Translation phases

Previous Table of Contents "New C Standard" commentary

115 The precedence among the syntax rules of translation is specified by the following phases.5)

116 1. Physical source file multibyte characters are mapped, in an implementation-defined manner, to the source character set (introducing new-line characters for end-of-line indicators) if necessary.

117 Trigraph sequences are replaced by corresponding single-character internal representations.

118 2. Each instance of a backslash character (\) immediately followed by a new-line character is deleted, splicing physical source lines to form logical source lines.

119 Only the last backslash on any physical source line shall be eligible for being part of such a splice.

120 5) Implementations shall behave as if these separate phases occur, even though many are typically folded together in practice.

121 Source files, translation units and translated translation units need not necessarily be stored as files, nor need there be any one-to-one correspondence between these entities and any external representation.

122 The description is conceptual only, and does not specify any particular implementation.

123 A source file that is not empty shall end in a new-line character, which shall not be immediately preceded by a backslash character before any such splicing takes place.

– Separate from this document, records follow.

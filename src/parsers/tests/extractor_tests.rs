use crate::parsers::html;
use url::Url;

#[cfg(test)]
mod tests {
    use super::*;

    fn base() -> Url {
        Url::parse("https://site.example/dir/page").unwrap()
    }

    #[test]
    fn test_no_anchors_means_no_links_and_no_separators() {
        let markup = "<html><body><h1>Title</h1><p>Just text.</p></body></html>";
        let result = html::extract(markup, &base(), None, true);

        assert!(result.links.is_empty());
        assert!(!result.text.contains(" — "));
        assert_eq!(result.text, "Title\nJust text.");
    }

    #[test]
    fn test_extraction_is_idempotent() {
        let markup = r#"<html><body>
            <p>Intro</p>
            <a href="/about">About us</a>
            <p>Outro</p>
        </body></html>"#;

        let first = html::extract(markup, &base(), None, true);
        let second = html::extract(markup, &base(), None, true);

        assert_eq!(first.text, second.text);
        assert_eq!(first.links, second.links);
    }

    #[test]
    fn test_relative_href_resolves_against_base() {
        let markup = r#"<a href="/about">About</a>"#;
        let result = html::extract(markup, &base(), None, true);

        assert_eq!(result.links.len(), 1);
        assert_eq!(result.links[0].url, "https://site.example/about");
        assert_eq!(result.links[0].original_href, "/about");
        assert_eq!(result.text, "About — https://site.example/about");
    }

    #[test]
    fn test_duplicate_urls_dedup_keeps_first_text_but_not_inline() {
        let markup = r#"<body>
            <a href="/x">First label</a>
            <a href="/x">Second label</a>
        </body>"#;
        let result = html::extract(markup, &base(), None, true);

        // one collected entry, first-seen text retained
        assert_eq!(result.links.len(), 1);
        assert_eq!(result.links[0].text, "First label");

        // both inline occurrences survive in the text
        assert!(result.text.contains("First label — https://site.example/x"));
        assert!(result.text.contains("Second label — https://site.example/x"));
    }

    #[test]
    fn test_pseudo_targets_collapse_to_visible_text() {
        let markup = r##"<body>
            <a href="#section">Jump</a>
            <a href="javascript:void(0)">Run</a>
            <a href="mailto:a@b.example">Mail</a>
            <a href="tel:+123">Call</a>
            <p>after</p>
        </body>"##;
        let result = html::extract(markup, &base(), None, true);

        assert!(result.links.is_empty());
        assert_eq!(result.text, "Jump\nRun\nMail\nCall\nafter");
    }

    #[test]
    fn test_anchor_without_text_renders_url_alone() {
        let markup = r#"<a href="https://other.example/page"></a>"#;
        let result = html::extract(markup, &base(), None, true);

        assert_eq!(result.text, "https://other.example/page");
        // collected entry falls back to the raw href for its text
        assert_eq!(result.links[0].text, "https://other.example/page");
    }

    #[test]
    fn test_script_and_style_content_is_stripped() {
        let markup = r#"<html><head>
            <style>body { color: red; }</style>
            <script>var hidden = 1;</script>
        </head><body>
            <noscript>enable js</noscript>
            <p>visible</p>
        </body></html>"#;
        let result = html::extract(markup, &base(), None, true);

        assert_eq!(result.text, "visible");
    }

    #[test]
    fn test_nested_anchor_markup_stays_on_one_line() {
        let markup = r#"<a href="/x">More <b>details</b> here</a>"#;
        let result = html::extract(markup, &base(), None, true);

        assert_eq!(result.text, "More details here — https://site.example/x");
    }

    #[test]
    fn test_include_links_false_keeps_text_only() {
        let markup = r#"<body><a href="/x">Label</a><p>after</p></body>"#;
        let result = html::extract(markup, &base(), None, false);

        assert!(result.links.is_empty());
        assert!(!result.text.contains(" — "));
        assert!(result.text.contains("Label"));
    }

    #[test]
    fn test_malformed_markup_is_best_effort() {
        let markup = "<p>open paragraph <div>stray <b>bold</p></div>";
        let result = html::extract(markup, &base(), None, true);

        assert!(result.text.contains("open paragraph"));
        assert!(result.text.contains("stray"));
    }

    #[test]
    fn test_links_preserved_in_document_order() {
        let markup = r#"<body>
            <a href="/c">c</a>
            <a href="/a">a</a>
            <a href="/b">b</a>
        </body>"#;
        let result = html::extract(markup, &base(), None, true);

        let urls: Vec<_> = result.links.iter().map(|l| l.url.as_str()).collect();
        assert_eq!(
            urls,
            vec![
                "https://site.example/c",
                "https://site.example/a",
                "https://site.example/b"
            ]
        );
    }
}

124 3. The source file is decomposed into preprocessing tokens6) and sequences of white-space characters (including comments).

125 A source file shall not end in a partial preprocessing token or in a partial comment.

126 Each comment is replaced by one space character.

127 New-line characters are retained.

128 Whether each nonempty sequence of white-space characters other than new-line is retained or replaced by one space character is implementation-defined.

129 4. Preprocessing directives are executed, macro invocations are expanded, and _Pragma unary operator expressions are executed.

130 If a character sequence that matches the syntax of a universal character name is produced by token concatenation (, the behavior is undefined.

131 A #include preprocessing directive causes the named header or source file to be processed from phase 1 through phase 4, recursively.

132 All preprocessing directives are then deleted.

133 5. Each source character set member and escape sequence in character constants and string literals is converted to the corresponding member of the execution character set;

134 if there is no corresponding member, it is converted to an implementation-defined member other than the null (wide) character.7)

135 6. Adjacent string literal tokens are concatenated.

136 7. White-space characters separating tokens are no longer significant.

137 Each preprocessing token is converted into a token.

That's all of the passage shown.